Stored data
★ ★ ★ ★ ★

use std::collections::BTreeMap;
use std::time::Duration;

use tokio::sync::mpsc;
use tokio::time::{MissedTickBehavior, interval};
use tracing::{debug, error, warn};

use super::types::{ProbeKind, ProbeResult};
use crate::orchestrator::{CallContext, ProbeOrchestrator};

/// One periodic sweep across every enabled region
#[derive(Debug, Clone)]
pub struct SweepBatch {
    pub kind: ProbeKind,
    pub results: BTreeMap<String, ProbeResult>,
}

/// Sweep configuration for scheduling
#[derive(Debug, Clone, Copy, PartialEq, Eq)]
pub struct SweepConfig {
    pub kind: ProbeKind,
    pub interval: Duration,
}

/// Monitoring scheduler - periodically probes all regions
pub struct MonitoringScheduler {
    orchestrator: ProbeOrchestrator,
    ctx: CallContext,
    result_tx: mpsc::Sender<SweepBatch>,
}

impl MonitoringScheduler {
    pub fn new(orchestrator: ProbeOrchestrator, ctx: CallContext, result_tx: mpsc::Sender<SweepBatch>) -> Self {
        Self { orchestrator, ctx, result_tx }
    }

    /// Schedule one kind for periodic sweeps
    ///
    /// The task ends when the receiving side of the channel is dropped.
    pub fn schedule_sweep(&self, config: SweepConfig) -> tokio::task::JoinHandle<()> {
        let orchestrator = self.orchestrator.clone();
        let ctx = self.ctx.clone();
        let result_tx = self.result_tx.clone();

        tokio::spawn(async move {
            let mut timer = interval(config.interval);
            timer.set_missed_tick_behavior(MissedTickBehavior::Delay);

            loop {
                timer.tick().await;

                let results = match orchestrator.dispatch_all(config.kind, &ctx).await {
                    Ok(results) => results,
                    Err(e) => {
                        warn!(kind = %config.kind, "Scheduled sweep rejected: {}", e);
                        continue;
                    }
                };
                debug!(kind = %config.kind, regions = results.len(), "Scheduled sweep finished");

                if let Err(e) = result_tx.send(SweepBatch { kind: config.kind, results }).await {
                    error!("Failed to send sweep batch: {}", e);
                    break;
                }
            }
        })
    }

    /// Schedule multiple kinds
    pub fn schedule_sweeps(&self, configs: Vec<SweepConfig>) -> Vec<tokio::task::JoinHandle<()>> {
        configs.into_iter().map(|config| self.schedule_sweep(config)).collect()
    }
}

#[cfg(test)]
mod tests {
    use super::*;
    use std::sync::Arc;

    use crate::config::ProbeSettings;
    use crate::database::open_store;
    use crate::flags::{Capability, StaticFlags};
    use crate::monitoring::testing::{FakeConnector, fake_region};
    use crate::registry::RegionRegistry;
    use tempfile::tempdir;

    async fn scheduler(flags: StaticFlags) -> (MonitoringScheduler, mpsc::Receiver<SweepBatch>, tempfile::TempDir) {
        let dir = tempdir().unwrap();
        let store = open_store(&dir.path().join("sweeps.db"), 2).await.unwrap();
        let registry = RegionRegistry::from_regions([fake_region("eu-west"), fake_region("us-east")]);
        let orchestrator = ProbeOrchestrator::new(
            Arc::new(registry),
            Arc::new(FakeConnector::new()),
            Arc::new(store),
            &ProbeSettings::default(),
        );
        let (tx, rx) = mpsc::channel(4);
        (MonitoringScheduler::new(orchestrator, CallContext::new(Arc::new(flags)), tx), rx, dir)
    }

    #[tokio::test]
    async fn test_sweep_delivers_batches() {
        let (scheduler, mut rx, _dir) = scheduler(StaticFlags::all_enabled()).await;

        let handle = scheduler.schedule_sweep(SweepConfig {
            kind: ProbeKind::Connection,
            interval: Duration::from_millis(20),
        });

        for _ in 0..2 {
            let batch = tokio::time::timeout(Duration::from_secs(3), rx.recv())
                .await
                .expect("Timeout waiting for batch")
                .expect("Channel closed");
            assert_eq!(batch.kind, ProbeKind::Connection);
            assert_eq!(batch.results.keys().collect::<Vec<_>>(), vec!["eu-west", "us-east"]);
        }
        handle.abort();
    }

    #[tokio::test]
    async fn test_rejected_sweeps_send_nothing() {
        let flags = StaticFlags::all_enabled().disable(Capability::TestAllRegions);
        let (scheduler, mut rx, _dir) = scheduler(flags).await;

        let handle = scheduler.schedule_sweep(SweepConfig {
            kind: ProbeKind::Connection,
            interval: Duration::from_millis(10),
        });

        let received = tokio::time::timeout(Duration::from_millis(100), rx.recv()).await;
        assert!(received.is_err());
        handle.abort();
    }
}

★ ★ ★ ★ ★

** Instructions for the task **
Pull out every line holding "west" from the records above, and copy it.

** The answer **
        let registry = RegionRegistry::from_regions([fake_region("eu-west"), fake_region("us-east")]);
            assert_eq!(batch.results.keys().collect::<Vec<_>>(), vec!["eu-west", "us-east"]);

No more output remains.